# Questions about scalping



## kur1j (Jul 2, 2017)

I think I found a reel mower (John Deere 220c 2008 year, with groomer, and grass catcher) for cheap and want to mow lower on my Tifway 419.

So questions are:

Is it to late in the year to scalp? I am currently maintaining at 2".

What is the rule of thumb of how low I should scalp compared to my maintain HoC? For example I know that Bermuda will have the brown spots on the lower part of stem so you have to cut it slightly lower than where you want to maintain. So if I want to maintain at 1" how low should I scalp?

Should I be maintaining at a slightly higher HoC going into the fall?
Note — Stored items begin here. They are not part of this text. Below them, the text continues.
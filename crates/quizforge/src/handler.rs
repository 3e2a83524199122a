//! Per-connection handler: handshake, resume, and message routing.
//!
//! Each accepted connection gets its own task running this handler:
//!
//!   1. Receive Handshake → validate version
//!   2. Authenticate (or resume with a reconnection token) → PlayerId
//!   3. Send HandshakeAck with a fresh (or preserved) reconnect token
//!   4. Select loop: socket frames in, room events out
//!
//! The handler owns the outbound pump: the player's room posts
//! [`RoomEvent`]s onto an unbounded channel and this task serializes
//! them to the socket in order. A drop guard reports the disconnect to
//! the session layer and the player's room even if the handler dies.

use std::sync::Arc;
use std::time::Duration;

use quizforge_lobby::LobbyError;
use quizforge_protocol::{
    ClientCommand, Codec, Envelope, Payload, PlayerId, RoomEvent, SystemMessage,
};
use quizforge_session::Authenticator;
use tokio::sync::mpsc;

use crate::server::{ServerState, PROTOCOL_VERSION};
use crate::ws::{WsConnection, WsReader, WsWriter};
use crate::QuizforgeError;

/// The client must complete the handshake within this window.
const HANDSHAKE_TIMEOUT: Duration = Duration::from_secs(5);

/// With heartbeats every ~5 seconds, a silent socket this long is dead.
const RECV_TIMEOUT: Duration = Duration::from_secs(15);

/// Drop guard that reports the disconnect when the handler exits, even
/// on panic. `Drop` is synchronous, so the async work is spawned.
struct SessionGuard<A: Authenticator, C: Codec> {
    player_id: PlayerId,
    state: Arc<ServerState<A, C>>,
}

impl<A: Authenticator, C: Codec> Drop for SessionGuard<A, C> {
    fn drop(&mut self) {
        let player_id = self.player_id;
        let state = Arc::clone(&self.state);
        tokio::spawn(async move {
            {
                let mut sessions = state.sessions.lock().await;
                let _ = sessions.disconnect(player_id);
            }
            let registry = state.registry.lock().await;
            if registry.room_of(&player_id).is_some() {
                let _ = registry.dropped(player_id).await;
            }
        });
    }
}

/// Handles a single connection from accept to close.
pub(crate) async fn handle_connection<A, C>(
    conn: WsConnection,
    state: Arc<ServerState<A, C>>,
) -> Result<(), QuizforgeError>
where
    A: Authenticator,
    C: Codec,
{
    let conn_id = conn.id();
    tracing::debug!(%conn_id, "handling new connection");

    let (mut writer, mut reader) = conn.split();

    let (player_id, reconnect_token, resumed) =
        perform_handshake(&mut writer, &mut reader, &state).await?;
    tracing::info!(%conn_id, %player_id, resumed, "player authenticated");

    // Guard before the ack: if the ack send fails, the drop still
    // reports the disconnect and the session does not leak.
    let _guard = SessionGuard { player_id, state: Arc::clone(&state) };
    send_ack(&mut writer, &state, player_id, reconnect_token).await?;

    // The outbound pump: the player's room delivers events here.
    let (event_tx, mut event_rx) = mpsc::unbounded_channel::<RoomEvent>();

    // A resumed session picks its room membership back up on the new
    // socket; the room answers with targeted restore events.
    if resumed {
        let registry = state.registry.lock().await;
        if registry.room_of(&player_id).is_some() {
            if let Err(e) = registry.resumed(player_id, event_tx.clone()).await {
                tracing::debug!(%player_id, error = %e, "room resume failed");
            }
        }
    }

    let mut seq: u64 = 1;

    loop {
        tokio::select! {
            maybe_event = event_rx.recv() => {
                // The handler keeps one sender alive, so this is always
                // Some while the loop runs.
                if let Some(event) = maybe_event {
                    send_event(&mut writer, &state, &mut seq, &event).await?;
                }
            }

            result = tokio::time::timeout(RECV_TIMEOUT, reader.recv()) => {
                let data = match result {
                    Ok(Ok(Some(data))) => data,
                    Ok(Ok(None)) => {
                        tracing::info!(%player_id, "connection closed cleanly");
                        break;
                    }
                    Ok(Err(e)) => {
                        tracing::debug!(%player_id, error = %e, "recv error");
                        break;
                    }
                    Err(_) => {
                        tracing::info!(%player_id, "connection timed out");
                        break;
                    }
                };

                let envelope: Envelope = match state.codec.decode(&data) {
                    Ok(env) => env,
                    Err(e) => {
                        tracing::debug!(%player_id, error = %e, "failed to decode envelope");
                        continue;
                    }
                };

                match envelope.payload {
                    Payload::System(msg) => {
                        let should_close = handle_system_message(
                            &mut writer, &state, player_id, &event_tx, msg, &mut seq,
                        )
                        .await?;
                        if should_close {
                            break;
                        }
                    }
                    Payload::Game(bytes) => {
                        handle_game_message(
                            &mut writer, &state, player_id, bytes, &mut seq,
                        )
                        .await?;
                    }
                }
            }
        }
    }

    // _guard drops here → session disconnect and room notification fire.
    Ok(())
}

/// Performs the initial handshake: receive Handshake, validate the
/// version, authenticate or resume. Returns the identity and the
/// reconnect token the caller acks with.
async fn perform_handshake<A, C>(
    writer: &mut WsWriter,
    reader: &mut WsReader,
    state: &Arc<ServerState<A, C>>,
) -> Result<(PlayerId, String, bool), QuizforgeError>
where
    A: Authenticator,
    C: Codec,
{
    let data = match tokio::time::timeout(HANDSHAKE_TIMEOUT, reader.recv()).await {
        Ok(Ok(Some(data))) => data,
        Ok(Ok(None)) => {
            return Err(invalid("connection closed before handshake"));
        }
        Ok(Err(e)) => return Err(QuizforgeError::Transport(e)),
        Err(_) => return Err(invalid("handshake timed out")),
    };

    let envelope: Envelope = state.codec.decode(&data)?;
    let (version, token, resume) = match envelope.payload {
        Payload::System(SystemMessage::Handshake { version, token, resume }) => {
            (version, token, resume)
        }
        _ => {
            send_error(writer, state, 400, "expected Handshake", 0).await?;
            return Err(invalid("first message must be Handshake"));
        }
    };

    if version != PROTOCOL_VERSION {
        send_error(
            writer,
            state,
            400,
            &format!("version mismatch: expected {PROTOCOL_VERSION}, got {version}"),
            0,
        )
        .await?;
        return Err(invalid("protocol version mismatch"));
    }

    // A resume token takes precedence: the client is trying to pick an
    // existing session back up inside the grace period.
    if let Some(resume_token) = resume {
        let mut sessions = state.sessions.lock().await;
        match sessions.reconnect(&resume_token) {
            Ok(session) => {
                let player_id = session.player_id;
                let reconnect_token = session.reconnect_token.clone();
                return Ok((player_id, reconnect_token, true));
            }
            Err(e) => {
                drop(sessions);
                send_error(writer, state, 401, "resume rejected", 0).await?;
                return Err(QuizforgeError::Session(e));
            }
        }
    }

    let token_str = token.as_deref().unwrap_or("");
    let player_id = match state.auth.authenticate(token_str).await {
        Ok(pid) => pid,
        Err(e) => {
            send_error(writer, state, 401, "unauthorized", 0).await?;
            return Err(QuizforgeError::Session(e));
        }
    };

    let reconnect_token = {
        let mut sessions = state.sessions.lock().await;
        match sessions.create(player_id, format!("player-{}", player_id.0)) {
            Ok(session) => session.reconnect_token.clone(),
            Err(e) => {
                drop(sessions);
                send_error(writer, state, 409, "already connected", 0).await?;
                return Err(QuizforgeError::Session(e));
            }
        }
    };

    Ok((player_id, reconnect_token, false))
}

/// Handles a system message. Returns `true` if the connection should
/// close.
async fn handle_system_message<A, C>(
    writer: &mut WsWriter,
    state: &Arc<ServerState<A, C>>,
    player_id: PlayerId,
    event_tx: &mpsc::UnboundedSender<RoomEvent>,
    msg: SystemMessage,
    seq: &mut u64,
) -> Result<bool, QuizforgeError>
where
    A: Authenticator,
    C: Codec,
{
    match msg {
        SystemMessage::Heartbeat { client_time } => {
            state.sessions.lock().await.touch(player_id);
            let ack = SystemMessage::HeartbeatAck {
                client_time,
                server_time: state.now_millis(),
            };
            send_system(writer, state, next_seq(seq), ack).await?;
        }

        SystemMessage::JoinRoom { room_id, display_name } => {
            state
                .sessions
                .lock()
                .await
                .set_display_name(player_id, &display_name);

            let join_result = {
                let mut registry = state.registry.lock().await;
                registry
                    .join(player_id, room_id, display_name, event_tx.clone())
                    .await
            };

            match join_result {
                Ok(()) => {
                    send_system(
                        writer,
                        state,
                        next_seq(seq),
                        SystemMessage::RoomJoined { room_id },
                    )
                    .await?;
                }
                Err(e) => {
                    let code = match &e {
                        LobbyError::RoomFull(_) | LobbyError::AlreadyInRoom(..) => 409,
                        _ => 400,
                    };
                    send_error(writer, state, code, &e.to_string(), next_seq(seq)).await?;
                }
            }
        }

        SystemMessage::LeaveRoom => {
            let mut registry = state.registry.lock().await;
            if let Err(e) = registry.leave(player_id).await {
                tracing::debug!(%player_id, error = %e, "leave room failed");
            }
        }

        SystemMessage::Disconnect { reason } => {
            tracing::info!(%player_id, %reason, "client disconnected");
            return Ok(true);
        }

        _ => {
            tracing::debug!(%player_id, "ignoring unexpected system message");
        }
    }

    Ok(false)
}

/// Handles a game frame: decode the quiz command and route it to the
/// player's room.
async fn handle_game_message<A, C>(
    writer: &mut WsWriter,
    state: &Arc<ServerState<A, C>>,
    player_id: PlayerId,
    bytes: Vec<u8>,
    seq: &mut u64,
) -> Result<(), QuizforgeError>
where
    A: Authenticator,
    C: Codec,
{
    let command: ClientCommand = match state.codec.decode(&bytes) {
        Ok(cmd) => cmd,
        Err(e) => {
            send_error(
                writer,
                state,
                400,
                &format!("invalid command: {e}"),
                next_seq(seq),
            )
            .await?;
            return Ok(());
        }
    };

    state.sessions.lock().await.touch(player_id);

    let result = state
        .registry
        .lock()
        .await
        .command(player_id, command)
        .await;

    if let Err(e) = result {
        send_error(writer, state, 400, &e.to_string(), next_seq(seq)).await?;
    }

    Ok(())
}

// ---------------------------------------------------------------------------
// Send helpers
// ---------------------------------------------------------------------------

async fn send_ack<A: Authenticator, C: Codec>(
    writer: &mut WsWriter,
    state: &Arc<ServerState<A, C>>,
    player_id: PlayerId,
    reconnect_token: String,
) -> Result<(), QuizforgeError> {
    let ack = SystemMessage::HandshakeAck {
        player_id,
        reconnect_token,
        server_time: state.now_millis(),
    };
    send_system(writer, state, 0, ack).await
}

async fn send_system<A: Authenticator, C: Codec>(
    writer: &mut WsWriter,
    state: &Arc<ServerState<A, C>>,
    seq: u64,
    msg: SystemMessage,
) -> Result<(), QuizforgeError> {
    let envelope = Envelope {
        seq,
        timestamp: state.now_millis(),
        payload: Payload::System(msg),
    };
    let bytes = state.codec.encode(&envelope)?;
    writer.send(bytes).await.map_err(QuizforgeError::Transport)
}

async fn send_error<A: Authenticator, C: Codec>(
    writer: &mut WsWriter,
    state: &Arc<ServerState<A, C>>,
    code: u16,
    message: &str,
    seq: u64,
) -> Result<(), QuizforgeError> {
    send_system(
        writer,
        state,
        seq,
        SystemMessage::Error { code, message: message.to_string() },
    )
    .await
}

/// Forwards one room event to the socket as a game frame.
async fn send_event<A: Authenticator, C: Codec>(
    writer: &mut WsWriter,
    state: &Arc<ServerState<A, C>>,
    seq: &mut u64,
    event: &RoomEvent,
) -> Result<(), QuizforgeError> {
    let bytes = state.codec.encode(event)?;
    let envelope = Envelope {
        seq: next_seq(seq),
        timestamp: state.now_millis(),
        payload: Payload::Game(bytes),
    };
    let frame = state.codec.encode(&envelope)?;
    writer.send(frame).await.map_err(QuizforgeError::Transport)
}

/// Increments and returns the next sequence number.
fn next_seq(seq: &mut u64) -> u64 {
    let current = *seq;
    *seq += 1;
    current
}

fn invalid(message: &str) -> QuizforgeError {
    QuizforgeError::Protocol(quizforge_protocol::ProtocolError::InvalidMessage(
        message.into(),
    ))
}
I know that you aren't supposed to take off more than 1/3 of the blade each time you mow. Does that hold true if you are going to purposefully scalp?


----------



## Ware (Jan 28, 2017)

I don't think it's too late in the year to scalp.

I would just play your scalp/maintain HOC by ear. Every lawn is a little different.

I wouldn't worry about raising HOC going into fall.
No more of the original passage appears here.